*What the exercise asks:* Return every record in full. Match each one exactly.

*Information given:*

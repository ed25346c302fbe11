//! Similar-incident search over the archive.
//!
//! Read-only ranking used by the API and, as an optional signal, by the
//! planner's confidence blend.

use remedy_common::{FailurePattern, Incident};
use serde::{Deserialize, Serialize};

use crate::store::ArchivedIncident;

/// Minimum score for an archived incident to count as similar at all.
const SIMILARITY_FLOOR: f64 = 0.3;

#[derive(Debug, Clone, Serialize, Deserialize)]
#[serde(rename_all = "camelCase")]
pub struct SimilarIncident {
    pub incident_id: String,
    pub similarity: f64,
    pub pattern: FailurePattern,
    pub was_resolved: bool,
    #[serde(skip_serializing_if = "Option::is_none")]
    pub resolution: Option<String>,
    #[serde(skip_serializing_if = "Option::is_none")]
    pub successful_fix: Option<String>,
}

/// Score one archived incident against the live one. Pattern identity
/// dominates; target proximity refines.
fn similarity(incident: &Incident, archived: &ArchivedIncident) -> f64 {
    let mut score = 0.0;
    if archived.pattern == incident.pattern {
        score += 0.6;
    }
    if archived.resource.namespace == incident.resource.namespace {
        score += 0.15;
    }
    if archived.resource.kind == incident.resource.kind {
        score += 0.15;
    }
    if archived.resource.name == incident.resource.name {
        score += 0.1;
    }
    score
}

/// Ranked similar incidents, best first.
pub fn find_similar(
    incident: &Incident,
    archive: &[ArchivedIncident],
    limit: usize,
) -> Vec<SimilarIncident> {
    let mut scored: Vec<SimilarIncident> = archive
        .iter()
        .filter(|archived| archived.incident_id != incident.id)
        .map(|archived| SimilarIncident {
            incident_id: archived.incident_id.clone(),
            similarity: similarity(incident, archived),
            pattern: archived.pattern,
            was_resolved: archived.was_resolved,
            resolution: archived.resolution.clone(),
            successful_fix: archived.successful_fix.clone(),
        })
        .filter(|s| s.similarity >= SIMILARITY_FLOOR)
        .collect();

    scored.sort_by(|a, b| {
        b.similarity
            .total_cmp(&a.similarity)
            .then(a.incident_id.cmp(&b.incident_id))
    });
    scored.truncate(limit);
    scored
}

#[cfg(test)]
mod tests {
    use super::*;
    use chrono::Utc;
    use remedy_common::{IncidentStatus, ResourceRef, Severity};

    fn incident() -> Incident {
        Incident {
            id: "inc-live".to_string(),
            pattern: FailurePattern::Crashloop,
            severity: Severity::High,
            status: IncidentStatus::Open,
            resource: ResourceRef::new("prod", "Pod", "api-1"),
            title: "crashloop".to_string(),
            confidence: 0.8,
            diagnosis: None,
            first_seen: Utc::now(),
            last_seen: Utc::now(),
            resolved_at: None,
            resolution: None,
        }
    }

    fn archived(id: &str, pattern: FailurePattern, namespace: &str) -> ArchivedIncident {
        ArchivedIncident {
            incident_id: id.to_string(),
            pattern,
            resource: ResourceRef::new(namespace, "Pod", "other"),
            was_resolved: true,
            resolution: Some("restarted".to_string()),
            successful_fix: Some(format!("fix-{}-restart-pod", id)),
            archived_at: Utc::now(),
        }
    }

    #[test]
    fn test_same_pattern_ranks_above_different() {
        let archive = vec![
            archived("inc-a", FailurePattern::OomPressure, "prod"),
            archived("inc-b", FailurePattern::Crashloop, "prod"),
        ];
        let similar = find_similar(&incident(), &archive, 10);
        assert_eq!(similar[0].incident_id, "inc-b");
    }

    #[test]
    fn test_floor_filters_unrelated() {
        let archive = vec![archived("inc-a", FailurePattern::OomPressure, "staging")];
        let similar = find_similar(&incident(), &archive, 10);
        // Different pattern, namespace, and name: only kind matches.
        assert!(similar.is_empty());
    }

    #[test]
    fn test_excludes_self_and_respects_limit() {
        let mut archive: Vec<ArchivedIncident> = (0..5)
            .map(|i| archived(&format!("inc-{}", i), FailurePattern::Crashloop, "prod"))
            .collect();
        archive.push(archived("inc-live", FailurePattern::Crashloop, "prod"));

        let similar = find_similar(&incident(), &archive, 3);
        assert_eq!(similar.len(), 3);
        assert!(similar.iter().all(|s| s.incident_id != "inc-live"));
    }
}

*Final answer:*
repository ed25346c302fbe11
//! Similar-incident search over the archive.
//!
//! Read-only ranking used by the API and, as an optional signal, by the
//! planner's confidence blend.

use remedy_common::{FailurePattern, Incident};
use serde::{Deserialize, Serialize};

use crate::store::ArchivedIncident;

/// Minimum score for an archived incident to count as similar at all.
const SIMILARITY_FLOOR: f64 = 0.3;

#[derive(Debug, Clone, Serialize, Deserialize)]
#[serde(rename_all = "camelCase")]
pub struct SimilarIncident {
    pub incident_id: String,
    pub similarity: f64,
    pub pattern: FailurePattern,
    pub was_resolved: bool,
    #[serde(skip_serializing_if = "Option::is_none")]
    pub resolution: Option<String>,
    #[serde(skip_serializing_if = "Option::is_none")]
    pub successful_fix: Option<String>,
}

/// Score one archived incident against the live one. Pattern identity
/// dominates; target proximity refines.
fn similarity(incident: &Incident, archived: &ArchivedIncident) -> f64 {
    let mut score = 0.0;
    if archived.pattern == incident.pattern {
        score += 0.6;
    }
    if archived.resource.namespace == incident.resource.namespace {
        score += 0.15;
    }
    if archived.resource.kind == incident.resource.kind {
        score += 0.15;
    }
    if archived.resource.name == incident.resource.name {
        score += 0.1;
    }
    score
}

/// Ranked similar incidents, best first.
pub fn find_similar(
    incident: &Incident,
    archive: &[ArchivedIncident],
    limit: usize,
) -> Vec<SimilarIncident> {
    let mut scored: Vec<SimilarIncident> = archive
        .iter()
        .filter(|archived| archived.incident_id != incident.id)
        .map(|archived| SimilarIncident {
            incident_id: archived.incident_id.clone(),
            similarity: similarity(incident, archived),
            pattern: archived.pattern,
            was_resolved: archived.was_resolved,
            resolution: archived.resolution.clone(),
            successful_fix: archived.successful_fix.clone(),
        })
        .filter(|s| s.similarity >= SIMILARITY_FLOOR)
        .collect();

    scored.sort_by(|a, b| {
        b.similarity
            .total_cmp(&a.similarity)
            .then(a.incident_id.cmp(&b.incident_id))
    });
    scored.truncate(limit);
    scored
}

#[cfg(test)]
mod tests {
    use super::*;
    use chrono::Utc;
    use remedy_common::{IncidentStatus, ResourceRef, Severity};

    fn incident() -> Incident {
        Incident {
            id: "inc-live".to_string(),
            pattern: FailurePattern::Crashloop,
            severity: Severity::High,
            status: IncidentStatus::Open,
            resource: ResourceRef::new("prod", "Pod", "api-1"),
            title: "crashloop".to_string(),
            confidence: 0.8,
            diagnosis: None,
            first_seen: Utc::now(),
            last_seen: Utc::now(),
            resolved_at: None,
            resolution: None,
        }
    }

    fn archived(id: &str, pattern: FailurePattern, namespace: &str) -> ArchivedIncident {
        ArchivedIncident {
            incident_id: id.to_string(),
            pattern,
            resource: ResourceRef::new(namespace, "Pod", "other"),
            was_resolved: true,
            resolution: Some("restarted".to_string()),
            successful_fix: Some(format!("fix-{}-restart-pod", id)),
            archived_at: Utc::now(),
        }
    }

    #[test]
    fn test_same_pattern_ranks_above_different() {
        let archive = vec![
            archived("inc-a", FailurePattern::OomPressure, "prod"),
            archived("inc-b", FailurePattern::Crashloop, "prod"),
        ];
        let similar = find_similar(&incident(), &archive, 10);
        assert_eq!(similar[0].incident_id, "inc-b");
    }

    #[test]
    fn test_floor_filters_unrelated() {
        let archive = vec![archived("inc-a", FailurePattern::OomPressure, "staging")];
        let similar = find_similar(&incident(), &archive, 10);
        // Different pattern, namespace, and name: only kind matches.
        assert!(similar.is_empty());
    }

    #[test]
    fn test_excludes_self_and_respects_limit() {
        let mut archive: Vec<ArchivedIncident> = (0..5)
            .map(|i| archived(&format!("inc-{}", i), FailurePattern::Crashloop, "prod"))
            .collect();
        archive.push(archived("inc-live", FailurePattern::Crashloop, "prod"));

        let similar = find_similar(&incident(), &archive, 3);
        assert_eq!(similar.len(), 3);
        assert!(similar.iter().all(|s| s.incident_id != "inc-live"));
    }
}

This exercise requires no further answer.